§ **The task**
The entries below should be transcribed in their entirety, exactly as written.

§ **Provided data**
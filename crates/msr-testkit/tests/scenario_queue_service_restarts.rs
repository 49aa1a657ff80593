//! Scenario: queue services added on a live server do not outlive it.
//!
//! Stopping a server (reload or removal) leaves its queue services `Down`;
//! they are purged, and a broker started later hosts the queues from the
//! tree natively. Removal then falls back to native destroy.

use msr_model::{Attributes, Operation, ResourceAddress, ServiceName};
use msr_runtime::ControlOp;
use msr_testkit::{BrokerCall, Harness};
use serde_json::json;

fn addr(s: &str) -> ResourceAddress {
    s.parse().unwrap()
}

fn q_live() -> ResourceAddress {
    addr("server=default/queue=q-live")
}

fn booted_with_live_queue() -> Harness {
    let mut h = Harness::new();
    h.boot_standard().unwrap();
    h.execute(Operation::add(q_live(), Attributes::new())).unwrap();
    h.registry.clear();
    h
}

#[test]
fn reload_hands_live_queues_to_the_new_broker() {
    let mut h = booted_with_live_queue();

    h.controller.reload().unwrap();

    assert!(!h
        .registry
        .is_installed(&ServiceName::queue("default", "q-live")));
    let broker = h.broker("default").unwrap();
    assert!(broker.inner().queue_names().contains(&"q-live".to_string()));
    assert_eq!(
        h.controller.control(&q_live(), ControlOp::IsStarted).unwrap(),
        json!(true)
    );
}

#[test]
fn queue_removed_after_reload_leaves_the_broker() {
    let mut h = booted_with_live_queue();
    h.controller.reload().unwrap();
    h.registry.clear();

    let outcome = h.execute(Operation::remove(q_live())).unwrap();

    let broker = h.broker("default").unwrap();
    assert_eq!(
        broker.calls(),
        vec![BrokerCall::DestroyQueue("q-live".to_string())]
    );
    assert!(h.registry.removals().is_empty());
    assert!(outcome.warnings.is_empty());
    assert!(!broker.inner().queue_names().contains(&"q-live".to_string()));
    assert!(!h.exists(&q_live()));
}

#[test]
fn server_removal_leaves_no_queue_service_behind() {
    let mut h = booted_with_live_queue();

    h.execute(Operation::remove(ResourceAddress::server("default")))
        .unwrap();

    // bindings, queue manager and server only
    assert_eq!(h.registry.removals().len(), 2 + 2 + 2);
    assert!(h.registry.inner().is_empty());
}

#[test]
fn readded_server_accepts_the_same_live_queue_again() {
    let mut h = booted_with_live_queue();
    h.execute(Operation::remove(ResourceAddress::server("default")))
        .unwrap();
    h.execute(Operation::add(ResourceAddress::server("default"), Attributes::new()))
        .unwrap();

    h.execute(Operation::add(q_live(), Attributes::new())).unwrap();

    let service = h
        .registry
        .inner()
        .names()
        .into_iter()
        .find(|n| *n == ServiceName::queue("default", "q-live"));
    assert!(service.is_some());
    let broker = h.broker("default").unwrap();
    assert!(broker.inner().queue_names().contains(&"q-live".to_string()));

    h.execute(Operation::remove(q_live())).unwrap();
    assert!(!broker.inner().queue_names().contains(&"q-live".to_string()));
}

§ **Answer**
filename crates/msr-testkit/tests/scenario_queue_service_restarts.rs
repository 49aa1a657ff80593
//! Scenario: queue services added on a live server do not outlive it.
//!
//! Stopping a server (reload or removal) leaves its queue services `Down`;
//! they are purged, and a broker started later hosts the queues from the
//! tree natively. Removal then falls back to native destroy.

use msr_model::{Attributes, Operation, ResourceAddress, ServiceName};
use msr_runtime::ControlOp;
use msr_testkit::{BrokerCall, Harness};
use serde_json::json;

fn addr(s: &str) -> ResourceAddress {
    s.parse().unwrap()
}

fn q_live() -> ResourceAddress {
    addr("server=default/queue=q-live")
}

fn booted_with_live_queue() -> Harness {
    let mut h = Harness::new();
    h.boot_standard().unwrap();
    h.execute(Operation::add(q_live(), Attributes::new())).unwrap();
    h.registry.clear();
    h
}

#[test]
fn reload_hands_live_queues_to_the_new_broker() {
    let mut h = booted_with_live_queue();

    h.controller.reload().unwrap();

    assert!(!h
        .registry
        .is_installed(&ServiceName::queue("default", "q-live")));
    let broker = h.broker("default").unwrap();
    assert!(broker.inner().queue_names().contains(&"q-live".to_string()));
    assert_eq!(
        h.controller.control(&q_live(), ControlOp::IsStarted).unwrap(),
        json!(true)
    );
}

#[test]
fn queue_removed_after_reload_leaves_the_broker() {
    let mut h = booted_with_live_queue();
    h.controller.reload().unwrap();
    h.registry.clear();

    let outcome = h.execute(Operation::remove(q_live())).unwrap();

    let broker = h.broker("default").unwrap();
    assert_eq!(
        broker.calls(),
        vec![BrokerCall::DestroyQueue("q-live".to_string())]
    );
    assert!(h.registry.removals().is_empty());
    assert!(outcome.warnings.is_empty());
    assert!(!broker.inner().queue_names().contains(&"q-live".to_string()));
    assert!(!h.exists(&q_live()));
}

#[test]
fn server_removal_leaves_no_queue_service_behind() {
    let mut h = booted_with_live_queue();

    h.execute(Operation::remove(ResourceAddress::server("default")))
        .unwrap();

    // bindings, queue manager and server only
    assert_eq!(h.registry.removals().len(), 2 + 2 + 2);
    assert!(h.registry.inner().is_empty());
}

#[test]
fn readded_server_accepts_the_same_live_queue_again() {
    let mut h = booted_with_live_queue();
    h.execute(Operation::remove(ResourceAddress::server("default")))
        .unwrap();
    h.execute(Operation::add(ResourceAddress::server("default"), Attributes::new()))
        .unwrap();

    h.execute(Operation::add(q_live(), Attributes::new())).unwrap();

    let service = h
        .registry
        .inner()
        .names()
        .into_iter()
        .find(|n| *n == ServiceName::queue("default", "q-live"));
    assert!(service.is_some());
    let broker = h.broker("default").unwrap();
    assert!(broker.inner().queue_names().contains(&"q-live".to_string()));

    h.execute(Operation::remove(q_live())).unwrap();
    assert!(!broker.inner().queue_names().contains(&"q-live".to_string()));
}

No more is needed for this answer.